Последней из всех была выведена на средину собора перед обвинителем Амина. И когда этот обвинитель громко воскликнул: "Вы, Амина Вандердеккен, обвиняетесь... ", в толпе за колоннами произошел страшный шум, борьба и смятение; служители инквизиции подняли свои секиры вверх, чтобы водворить порядок, но это не помогло; шум в толпе только увеличивался и, начавшись в задних рядах, теперь заметно приближался к тому месту, где стоял обвинитель перед своим аналоем и обвиняемая с сопровождавшим ее крестным отцом.

- Вы, Амина Вандердеккен, - снова возгласил обвинитель еще громче, стараясь своим голосов покрыть шум толпы, - вы обвиняетесь...

Но в этот момент на средину собора прорвался из толпы разгоряченный, взволнованный, почти обезумевший молодой человек и, порывистым движением обхватив осужденную, заключил ее в свои объятия, страстно прижимая ее к своей груди.

- Филипп! Филипп! - радостно воскликнула Амина, склонив голову к нему на плечо, причем колпак, украшенный языками пламени, скатился у нее с головы и покатился по каменному полу собора.

- Амина моя! Жена моя! Ненаглядная, обожаемая моя Амина! Так-то привел нам Бог встретиться с тобой! Клянусь вам, государи мои, она невинна! - обратился он в сторону великого инквизитора. - Отступите от нее, стражи, тюремщики! Прочь, говорю вам! - крикнул он людям, старавшимся вырвать Амину из его объятий и разлучить их. - Прочь! Или вы поплатитесь за это своей жизни!

Но подобная угроза служителям и чинам инквизиции, подобное нарушение благочиния в храме не могли быть терпимы ни в коем случае. Присутствующие в соборе пришли в глубокое негодование; торжественность церемонии была нарушена.

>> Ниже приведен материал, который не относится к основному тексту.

//! Frame loop driven end to end through the headless backend.

use glam::{Mat4, Vec2};

use spindle_engine::backend::{BackendCall, ClearFlags, HeadlessBackend};
use spindle_engine::error::{RenderError, ShaderStage};
use spindle_engine::frame::{FrameController, FrameState};
use spindle_engine::input::{
    InputEvent, InputSample, InputState, Key, KeyState, MouseButton, MouseButtonState,
};
use spindle_engine::scene::{DrawDesc, ProgramDesc, SceneDesc};
use spindle_engine::shader::{ParamValue, ShaderSource};

fn house() -> FrameController<HeadlessBackend> {
    let mut c = FrameController::new(HeadlessBackend::new(), SceneDesc::house(None).unwrap());
    c.init().unwrap();
    c
}

fn moved(input: &mut InputState, x: f32, y: f32) {
    input.apply_event(InputEvent::PointerMoved { x, y });
}

// ── init ─────────────────────────────────────────────────────────────────

#[test]
fn house_scene_has_eight_triangles() {
    let c = house();
    assert_eq!(c.state(), FrameState::Ready);
    assert_eq!(c.meshes().len(), 1);
    assert_eq!(c.meshes().by_name("house").map(|m| m.triangle_count()), Some(8));
}

#[test]
fn init_compiles_then_sets_clear_color() {
    let c = house();
    let calls = c.backend().calls();
    assert!(matches!(calls[0], BackendCall::CreateShader(_)));
    assert!(matches!(calls[1], BackendCall::SetClearColor(color) if color.to_array() == [0.1, 0.3, 0.2, 1.0]));
}

#[test]
fn broken_shader_override_terminates_init() {
    let dir = std::env::temp_dir().join(format!("spindle-broken-{}", std::process::id()));
    std::fs::create_dir_all(&dir).unwrap();
    std::fs::write(dir.join("gradient.frag.wgsl"), "@fragment fn fs_main( {").unwrap();

    let scene = SceneDesc::house(Some(&dir)).unwrap();
    let mut c = FrameController::new(HeadlessBackend::new(), scene);
    let err = c.init().unwrap_err();

    assert!(matches!(
        err,
        RenderError::ShaderCompile { stage: ShaderStage::Fragment, .. }
    ));
    assert_eq!(c.state(), FrameState::Terminated);
    std::fs::remove_dir_all(&dir).ok();
}

// ── frame sequence ───────────────────────────────────────────────────────

#[test]
fn idle_frame_runs_clear_update_draw_present() {
    let mut c = house();
    c.backend_mut().take_calls();

    c.render_frame(&InputState::new()).unwrap();

    let calls = c.backend().calls();
    let kinds: Vec<&str> = calls
        .iter()
        .map(|call| match call {
            BackendCall::Clear(_) => "clear",
            BackendCall::SetParam { .. } => "param",
            BackendCall::SetShader(_) => "shader",
            BackendCall::Render { .. } => "render",
            BackendCall::Present => "present",
            _ => "other",
        })
        .collect();
    assert_eq!(
        kinds,
        ["clear", "param", "param", "param", "shader", "render", "present"]
    );
    assert_eq!(calls[0], BackendCall::Clear(ClearFlags::COLOR | ClearFlags::DEPTH));

    assert_eq!(c.animation().alpha, 0.0);
    assert_eq!(c.animation().beta, 0.0);
    assert_eq!(c.state(), FrameState::Ready);
    assert_eq!(c.backend().frames_presented(), 1);
}

#[test]
fn mesh_is_uploaded_once_across_frames() {
    let mut c = house();
    for _ in 0..5 {
        c.render_frame(&InputState::new()).unwrap();
    }
    assert_eq!(c.backend().uploaded_meshes(), 1);
    assert_eq!(c.frame_index(), 5);
}

#[test]
fn draw_snapshot_carries_animation_and_projection() {
    let mut c = house();
    c.on_resize(800, 600).unwrap();

    let mut input = InputState::new();
    input.apply_event(InputEvent::Key {
        key: Key::ArrowUp,
        state: KeyState::Pressed,
        repeat: false,
    });
    c.render_frame(&input).unwrap();

    let draw = &c.backend().draws()[0];
    assert_eq!(draw.uniforms.read("beta"), Some(ParamValue::Float(0.4)));
    assert_eq!(
        draw.uniforms.read("projection"),
        c.viewport().map(|v| ParamValue::Mat4(v.projection))
    );
}

// ── resize ───────────────────────────────────────────────────────────────

#[test]
fn resize_800_by_600() {
    let mut c = house();
    c.on_resize(800, 600).unwrap();
    let first = *c.viewport().unwrap();
    c.on_resize(800, 600).unwrap();
    let second = *c.viewport().unwrap();

    assert_eq!(first.aspect(), 800.0 / 600.0);
    assert_eq!(first, second);
    assert_eq!(
        first.projection,
        Mat4::perspective_rh(std::f32::consts::FRAC_PI_4, 800.0 / 600.0, 1.0, 20_000.0)
    );
}

#[test]
fn zero_height_is_invalid_viewport() {
    let mut c = house();
    let err = c.on_resize(800, 0).unwrap_err();
    assert!(matches!(err, RenderError::InvalidViewport { width: 800, height: 0 }));
}

#[test]
fn resize_before_init_is_allowed() {
    let mut c = FrameController::new(HeadlessBackend::new(), SceneDesc::house(None).unwrap());
    c.on_resize(1024, 768).unwrap();
    c.init().unwrap();
    assert_eq!(c.viewport().map(|v| v.width), Some(1024));
}

// ── input ────────────────────────────────────────────────────────────────

#[test]
fn keyboard_right_adds_point_four() {
    let mut c = house();
    let mut input = InputState::new();
    input.apply_event(InputEvent::Key {
        key: Key::ArrowRight,
        state: KeyState::Pressed,
        repeat: false,
    });

    c.render_frame(&input).unwrap();
    assert_eq!(c.animation().alpha, 0.4);
    assert_eq!(c.animation().beta, 0.0);
}

#[test]
fn pointer_center_and_corner_normalize() {
    let mut c = house();
    c.on_resize(800, 600).unwrap();
    let mut input = InputState::new();

    moved(&mut input, 400.0, 300.0);
    c.render_frame(&input).unwrap();
    assert_eq!(c.animation().pointer, Vec2::ZERO);

    moved(&mut input, 0.0, 0.0);
    c.render_frame(&input).unwrap();
    assert_eq!(c.animation().pointer, Vec2::new(-1.0, 1.0));
}

#[test]
fn pointer_without_viewport_keeps_initial_value() {
    let mut c = house();
    let mut input = InputState::new();
    moved(&mut input, 123.0, 45.0);

    c.render_frame(&input).unwrap();
    assert_eq!(c.animation().pointer, Vec2::ONE);
}

#[test]
fn drag_rotates_by_horizontal_velocity() {
    let mut c = house();
    let mut input = InputState::new();
    moved(&mut input, 100.0, 100.0);
    input.end_frame();

    input.apply_event(InputEvent::PointerButton {
        button: MouseButton::Left,
        state: MouseButtonState::Pressed,
    });
    moved(&mut input, 1100.0, 50.0);

    c.render_frame(&input).unwrap();
    assert!((c.animation().alpha - 0.1).abs() < 1e-6);
    assert!((c.animation().beta - 0.1).abs() < 1e-6);
}

#[test]
fn pointer_reentering_while_held_does_not_rotate() {
    let mut c = house();
    let mut input = InputState::new();
    input.apply_event(InputEvent::PointerButton {
        button: MouseButton::Left,
        state: MouseButtonState::Pressed,
    });
    moved(&mut input, 900.0, 500.0);
    c.render_frame(&input).unwrap();
    input.end_frame();

    input.apply_event(InputEvent::PointerLeft);
    moved(&mut input, 10.0, 500.0);
    c.render_frame(&input).unwrap();

    assert_eq!(c.animation().alpha, 0.0);
    assert_eq!(c.animation().beta, 0.0);
}

// ── parameters ───────────────────────────────────────────────────────────

#[test]
fn unknown_parameter_lookup_fails() {
    let c = house();
    let program = c.program("gradient").unwrap();
    assert!(matches!(
        program.parameter("gamma"),
        Err(RenderError::UnknownParameter { name }) if name == "gamma"
    ));
}

#[test]
fn repeated_lookup_yields_usable_handles() {
    let mut c = house();
    let program = c.program("gradient").unwrap().clone();

    let first = program.parameter("alpha").unwrap();
    let second = program.parameter("alpha").unwrap();
    program.set_parameter(c.backend_mut(), first, 1.5f32).unwrap();
    program.set_parameter(c.backend_mut(), second, 2.5f32).unwrap();
}

#[test]
fn wrong_kind_is_rejected() {
    let mut c = house();
    let program = c.program("gradient").unwrap().clone();
    let mouse = program.parameter("mouse").unwrap();

    let err = program.set_parameter(c.backend_mut(), mouse, 1.0f32).unwrap_err();
    assert!(matches!(err, RenderError::ParamTypeMismatch { .. }));
}

#[test]
fn program_without_mouse_skips_it() {
    const VERTEX: &str = "
        struct Params { alpha: f32, beta: f32, projection: mat4x4<f32> }
        @group(0) @binding(0) var<uniform> params: Params;
        @vertex
        fn vs_main(@location(0) p: vec3<f32>) -> @builtin(position) vec4<f32> {
            return params.projection * vec4<f32>(p.x + params.alpha, p.y + params.beta, p.z - 3.0, 1.0);
        }
    ";
    const FRAGMENT: &str = "
        @fragment
        fn fs_main() -> @location(0) vec4<f32> { return vec4<f32>(1.0); }
    ";

    let mut scene = SceneDesc::house(None).unwrap();
    scene.programs = vec![ProgramDesc {
        name: "flat".into(),
        vertex: ShaderSource::embedded("flat.vert.wgsl", VERTEX),
        fragment: ShaderSource::embedded("flat.frag.wgsl", FRAGMENT),
    }];
    scene.draws = vec![DrawDesc::new("house", "flat")];

    let mut c = FrameController::new(HeadlessBackend::new(), scene);
    c.init().unwrap();
    c.backend_mut().take_calls();
    c.render_frame(&InputSample::default()).unwrap();

    let params = c
        .backend()
        .calls()
        .iter()
        .filter(|call| matches!(call, BackendCall::SetParam { .. }))
        .count();
    assert_eq!(params, 2);
}

// ── dual scene ───────────────────────────────────────────────────────────

#[test]
fn dual_scene_draws_both_meshes_with_their_programs() {
    let mut c =
        FrameController::new(HeadlessBackend::new(), SceneDesc::house_and_pyramid(None).unwrap());
    c.init().unwrap();
    c.on_resize(640, 480).unwrap();
    c.render_frame(&InputSample::default()).unwrap();

    let draws = c.backend().draws();
    assert_eq!(draws.len(), 2);
    assert_ne!(draws[0].program, draws[1].program);
    assert_ne!(draws[0].mesh, draws[1].mesh);
    assert_eq!(c.meshes().by_name("pyramid").map(|m| m.triangle_count()), Some(4));

    let expected = Mat4::perspective_rh(std::f32::consts::FRAC_PI_4, 640.0 / 480.0, 1.0, 2_000.0);
    assert_eq!(draws[1].uniforms.read("projection"), Some(ParamValue::Mat4(expected)));
}

#[test]
fn handle_from_another_program_is_rejected() {
    let mut c =
        FrameController::new(HeadlessBackend::new(), SceneDesc::house_and_pyramid(None).unwrap());
    c.init().unwrap();

    let alpha = c.program("gradient").unwrap().parameter("alpha").unwrap();
    let glow = c.program("glow").unwrap().clone();
    c.backend_mut().take_calls();

    let err = glow.set_parameter(c.backend_mut(), alpha, 1.0f32).unwrap_err();
    assert!(matches!(err, RenderError::InvalidHandle(_)));
    assert!(c.backend().calls().is_empty());
}

// ── failure ──────────────────────────────────────────────────────────────

#[test]
fn backend_failure_terminates() {
    let mut c = house();
    c.render_frame(&InputSample::default()).unwrap();

    c.backend_mut().fail_next_render("device lost");
    let err = c.render_frame(&InputSample::default()).unwrap_err();
    assert!(matches!(err, RenderError::Backend(_)));
    assert_eq!(c.state(), FrameState::Terminated);
    assert_eq!(c.frame_index(), 1);

    let err = c.render_frame(&InputSample::default()).unwrap_err();
    assert!(matches!(err, RenderError::InvalidState { .. }));
}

Амина, которую держали двое фамилиариев инквизиции, все рвалась к мужу и кричала. Наконец, Филиппу удалось-таки вырваться из рук державших его людей, нечеловеческим усилием он стряхнул их всех с себя разом; но едва только вырвался из их рук, как упал, словно подкошенный, на каменные плиты церкви к самым ногам Амины; кровь хлынула у него из горла, и он остался недвижим, как мертвый.

- О, Боже мой! Боже мой! Они убили его! Чудовища! Изверги! Убийцы! - кричала Амина. - Пустите меня, дайте мне еще раз обнять и поцеловать его!

В этот момент выступил вперед скромного вида патер; это был патер Матиас; лицо его было скорбно и выражало самую непритворную душевную муку. Он попросил стоявших поблизости вынести Филиппа Вандердеккена, которого в бесчувственном состоянии подняли на руки и понесли.

Амине прочли приговор, но она не слышала его; все у нее мутилось в голове, так что она не сознавала ничего, что происходило кругом нее; ее отвели обратно на ее место; и тут только силы и мужество изменили ей, и она принялась громко, неудержно рыдать; никакие уговоры, никакие угрозы не могли заставить ее замолчать или хотя бы только утихнуть.

Наконец, церемония кончилась; все из собора стали расходиться; оставалось еще только последнее и самое страшное действие этой тяжелой драмы. Те обвиняемые, которые не должны были умереть, были отведены теперь обратно в тюрьмы инквизиции, а приговоренные к смерти должны были идти на площадь, расположенную на берегу реки, и принять там свою мученическую смерть.

Это была обширная площадь по левую сторону таможенного здания; здесь, как и в соборе, были приготовлены на высоких помостах два высоких трона: один для великого инквизитора, другой для вице-короля; последний в полном параде и со всею своею свитою шествовал во главе процессии, которую сопровождала несметная толпа народа. Тринадцать костров было приготовлено на площади, восемь для живых и пять для мертвых. Палачи были уже на своих местах: они или сидели на краю костра, или стояли подле в ожидании своих жертв. Амина не в состоянии была идти: сперва ее поддерживали фамилиарии, а потом подняли на руки и на руках донесли до предназначенного для нее костра. Когда ее поставили на ноги перед костром, к ней как будто снова вернулось все ее мужество и вся ее гордость; она смело и не задумываясь без посторонней помощи взошла на костер, скрестила на груди руки и прислонилась к столбу, к которому она должна была быть привязана. Теперь палачи по знаку великого инквизитора приступили к исполнению своих обязанностей. Тяжелыми цепями привязал палач хрупкое тело Амины к позорному столбу, обложил ее кругом мелкими сухими прутьями и ждал сигнала зажечь костер. Другие палачи проделали то же самое по отношению к своим жертвам. Подле каждого из осужденных стоял его духовник; Амина же с негодованием и презрением отгоняла каждого патера, который хотел подойти к ней. Но вот патер Матиас, задыхаясь, едва держась на ногах, прорвался сквозь толпу.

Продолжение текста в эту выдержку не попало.